The objective of this study is to describe the
therapeutic effect and the technical and surgical problems of
deep brain stimulation (DBS) of the posterior hypothalamus over seven years, for treatment of chronic
trigeminal autonomic cephalalgias and atypical
facial pain. We report a surgical series of 20 patients that underwent DBS of the posterior hypothalamus. This series includes 16 patients with
chronic cluster headache (CH), one patient with short-lasting unilateral neuralgiform
headache attacks with conjunctival injection and tearing (SUNCT) and three patients with atypical
facial pain. All patients of this series were resistant to any pharmacological and
conservative treatment. The stimulated target was the same in the whole series even though stereotactic coordinates of the target referred to the midcommissural point differ slight in the Y anteroposterior value due to individual anatomical variability.

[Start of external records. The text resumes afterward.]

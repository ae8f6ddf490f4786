use axum::{extract::State, response::Json};
use serde::Serialize;
use shared::LogEntry;
use tracing::{debug, error, info, warn};

use crate::io::rest::extract::ApiJson;
use crate::AppState;

#[derive(Debug, Serialize)]
pub struct LogResponse {
    pub success: bool,
}

/// Re-emit a browser log line through the backend's tracing subscriber
pub async fn log_message(
    State(_app_state): State<AppState>,
    ApiJson(request): ApiJson<LogEntry>,
) -> Json<LogResponse> {
    let component = request.component.as_deref().unwrap_or("frontend");
    let message = format!("[{}] {}", component, request.message);

    match request.level.to_lowercase().as_str() {
        "debug" => debug!("{}", message),
        "info" => info!("{}", message),
        "warn" => warn!("{}", message),
        "error" => error!("{}", message),
        _ => info!("{}", message),
    }

    Json(LogResponse { success: true })
}

#[derive(Debug, Serialize)]
pub struct HealthResponse {
    pub status: &'static str,
}

pub async fn health() -> Json<HealthResponse> {
    Json(HealthResponse { status: "ok" })
}
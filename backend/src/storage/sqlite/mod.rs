//! SQLite storage backed by a sqlx connection pool.

pub mod connection;
pub mod repositories;

pub use connection::DbConnection;
pub use repositories::{BudgetRepository, ExpenseRepository, IncomeRepository, UserRepository};

use crate::storage::traits::Connection;

impl Connection for DbConnection {
    type UserRepository = UserRepository;
    type IncomeRepository = IncomeRepository;
    type ExpenseRepository = ExpenseRepository;
    type BudgetRepository = BudgetRepository;

    fn create_user_repository(&self) -> Self::UserRepository {
        UserRepository::new(self.clone())
    }

    fn create_income_repository(&self) -> Self::IncomeRepository {
        IncomeRepository::new(self.clone())
    }

    fn create_expense_repository(&self) -> Self::ExpenseRepository {
        ExpenseRepository::new(self.clone())
    }

    fn create_budget_repository(&self) -> Self::BudgetRepository {
        BudgetRepository::new(self.clone())
    }
}
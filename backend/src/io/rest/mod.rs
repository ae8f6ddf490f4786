//! # REST API Interface Layer
//!
//! HTTP endpoints for the finance tracker. This layer handles:
//! - JSON request/response serialization
//! - Translating [`crate::domain::ServiceError`] into status codes with a
//!   `{message}` body
//! - Mapping domain models to the DTOs in the `shared` crate
//! - Request logging
//!
//! No business rules live here; handlers call exactly one service method.

pub mod budget_apis;
pub mod errors;
pub mod expense_apis;
pub mod extract;
pub mod income_apis;
pub mod logging_apis;
pub mod mappers;
pub mod report_apis;
pub mod user_apis;
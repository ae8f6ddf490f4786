use anyhow::Result;
use async_trait::async_trait;
use sqlx::{sqlite::SqliteRow, Row};

use crate::domain::models::budget::DomainBudget;
use crate::storage::sqlite::connection::{parse_stored_date, DbConnection};
use crate::storage::traits::BudgetStorage;

/// Repository for budget plan entries
#[derive(Clone)]
pub struct BudgetRepository {
    db: DbConnection,
}

impl BudgetRepository {
    pub fn new(db: DbConnection) -> Self {
        Self { db }
    }

    fn from_row(row: &SqliteRow) -> Result<DomainBudget> {
        let start_date: String = row.get("start_date");
        Ok(DomainBudget {
            id: row.get("id"),
            amount: row.get("amount"),
            category: row.get("category"),
            notes: row.get("notes"),
            start_date: parse_stored_date(&start_date)?,
            responsible_person: row.get("responsible_person"),
            phone: row.get("phone"),
        })
    }
}

#[async_trait]
impl BudgetStorage for BudgetRepository {
    async fn store_budget(&self, budget: &DomainBudget) -> Result<()> {
        sqlx::query(
            r#"
            INSERT INTO budgets (id, amount, category, notes, start_date, responsible_person, phone)
            VALUES (?, ?, ?, ?, ?, ?, ?)
            "#,
        )
        .bind(&budget.id)
        .bind(budget.amount)
        .bind(&budget.category)
        .bind(&budget.notes)
        .bind(budget.start_date.to_string())
        .bind(&budget.responsible_person)
        .bind(&budget.phone)
        .execute(self.db.pool())
        .await?;
        Ok(())
    }

    async fn get_budget(&self, budget_id: &str) -> Result<Option<DomainBudget>> {
        let row = sqlx::query(
            r#"
            SELECT id, amount, category, notes, start_date, responsible_person, phone
            FROM budgets
            WHERE id = ?
            "#,
        )
        .bind(budget_id)
        .fetch_optional(self.db.pool())
        .await?;

        row.as_ref().map(Self::from_row).transpose()
    }

    async fn list_budgets(&self) -> Result<Vec<DomainBudget>> {
        let rows = sqlx::query(
            r#"
            SELECT id, amount, category, notes, start_date, responsible_person, phone
            FROM budgets
            ORDER BY ROWID ASC
            "#,
        )
        .fetch_all(self.db.pool())
        .await?;

        rows.iter().map(Self::from_row).collect()
    }

    async fn update_budget(&self, budget: &DomainBudget) -> Result<bool> {
        let result = sqlx::query(
            r#"
            UPDATE budgets
            SET amount = ?, category = ?, notes = ?, start_date = ?, responsible_person = ?, phone = ?
            WHERE id = ?
            "#,
        )
        .bind(budget.amount)
        .bind(&budget.category)
        .bind(&budget.notes)
        .bind(budget.start_date.to_string())
        .bind(&budget.responsible_person)
        .bind(&budget.phone)
        .bind(&budget.id)
        .execute(self.db.pool())
        .await?;
        Ok(result.rows_affected() > 0)
    }

    async fn delete_budget(&self, budget_id: &str) -> Result<bool> {
        let result = sqlx::query("DELETE FROM budgets WHERE id = ?")
            .bind(budget_id)
            .execute(self.db.pool())
            .await?;
        Ok(result.rows_affected() > 0)
    }
}

#[cfg(test)]
mod tests {
    use super::*;
    use chrono::NaiveDate;

    #[tokio::test]
    async fn test_budget_crud() {
        let db = DbConnection::init_test().await.expect("Failed to create test database");
        let repo = BudgetRepository::new(db);

        let mut budget = DomainBudget {
            id: DomainBudget::generate_id(),
            amount: 5000.0,
            category: "IT and Software".to_string(),
            notes: "Licences".to_string(),
            start_date: NaiveDate::from_ymd_opt(2024, 1, 1).unwrap(),
            responsible_person: "Priya".to_string(),
            phone: "0779876543".to_string(),
        };
        repo.store_budget(&budget).await.expect("Failed to store budget");

        let listed = repo.list_budgets().await.expect("Failed to list budgets");
        assert_eq!(listed, vec![budget.clone()]);

        budget.amount = 6500.0;
        assert!(repo.update_budget(&budget).await.expect("Update failed"));
        assert_eq!(repo.get_budget(&budget.id).await.expect("Get failed"), Some(budget.clone()));

        assert!(repo.delete_budget(&budget.id).await.expect("Delete failed"));
        assert!(!repo.delete_budget(&budget.id).await.expect("Delete failed"));
    }
}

The commissures based reference system was adapted to individual anatomical landmarks of the brainstem adding to the registration a third reference point below the commissural plane. The stimulation parameters of unipolar stimulation were similar in the whole series: 180 Hz, 60 mus, 1-3 V. In the CH series, at five years follow-up the percentage of total number of days free from
pain attacks improved from 1%-2% to 71%. Ten patients of this series had a complete and persistent
pain-free state at 18 months follow-up and the patient with SUNCT has complete
pain relief. In the three patients with atypical
facial pain, the neurostimulation procedure was absolutely unsuccessful. DBS of the posterior hypothalamus produced a significant and marked reduction of
pain bouts in CH patients and in the SUNCT patient. The attempts to treat atypical
facial pain in three patients failed.